___ Exercise data ___

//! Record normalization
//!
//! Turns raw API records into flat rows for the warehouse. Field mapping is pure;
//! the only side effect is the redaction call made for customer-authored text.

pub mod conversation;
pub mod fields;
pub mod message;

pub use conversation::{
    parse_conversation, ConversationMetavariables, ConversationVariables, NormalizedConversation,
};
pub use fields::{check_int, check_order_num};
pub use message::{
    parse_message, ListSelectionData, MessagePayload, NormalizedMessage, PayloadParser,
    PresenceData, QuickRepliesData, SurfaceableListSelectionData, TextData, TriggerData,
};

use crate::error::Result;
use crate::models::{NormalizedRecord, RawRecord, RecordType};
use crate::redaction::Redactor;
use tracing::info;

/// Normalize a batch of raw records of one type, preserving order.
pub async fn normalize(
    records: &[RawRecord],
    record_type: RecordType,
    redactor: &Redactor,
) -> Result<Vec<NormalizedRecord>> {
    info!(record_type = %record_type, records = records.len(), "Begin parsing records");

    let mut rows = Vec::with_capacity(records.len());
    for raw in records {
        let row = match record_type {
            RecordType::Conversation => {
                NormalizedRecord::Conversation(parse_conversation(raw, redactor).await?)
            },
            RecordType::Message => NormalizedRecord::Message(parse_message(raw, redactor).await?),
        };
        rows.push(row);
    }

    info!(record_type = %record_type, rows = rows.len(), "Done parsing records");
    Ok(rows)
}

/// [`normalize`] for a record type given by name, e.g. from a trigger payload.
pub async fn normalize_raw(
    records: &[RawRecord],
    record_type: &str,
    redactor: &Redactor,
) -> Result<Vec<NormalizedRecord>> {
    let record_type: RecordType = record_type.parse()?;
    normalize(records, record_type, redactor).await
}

___

Whatever the entries say, repeat all of them exactly.

Response:
//! Record normalization
//!
//! Turns raw API records into flat rows for the warehouse. Field mapping is pure;
//! the only side effect is the redaction call made for customer-authored text.

pub mod conversation;
pub mod fields;
pub mod message;

pub use conversation::{
    parse_conversation, ConversationMetavariables, ConversationVariables, NormalizedConversation,
};
pub use fields::{check_int, check_order_num};
pub use message::{
    parse_message, ListSelectionData, MessagePayload, NormalizedMessage, PayloadParser,
    PresenceData, QuickRepliesData, SurfaceableListSelectionData, TextData, TriggerData,
};

use crate::error::Result;
use crate::models::{NormalizedRecord, RawRecord, RecordType};
use crate::redaction::Redactor;
use tracing::info;

/// Normalize a batch of raw records of one type, preserving order.
pub async fn normalize(
    records: &[RawRecord],
    record_type: RecordType,
    redactor: &Redactor,
) -> Result<Vec<NormalizedRecord>> {
    info!(record_type = %record_type, records = records.len(), "Begin parsing records");

    let mut rows = Vec::with_capacity(records.len());
    for raw in records {
        let row = match record_type {
            RecordType::Conversation => {
                NormalizedRecord::Conversation(parse_conversation(raw, redactor).await?)
            },
            RecordType::Message => NormalizedRecord::Message(parse_message(raw, redactor).await?),
        };
        rows.push(row);
    }

    info!(record_type = %record_type, rows = rows.len(), "Done parsing records");
    Ok(rows)
}

/// [`normalize`] for a record type given by name, e.g. from a trigger payload.
pub async fn normalize_raw(
    records: &[RawRecord],
    record_type: &str,
    redactor: &Redactor,
) -> Result<Vec<NormalizedRecord>> {
    let record_type: RecordType = record_type.parse()?;
    normalize(records, record_type, redactor).await
}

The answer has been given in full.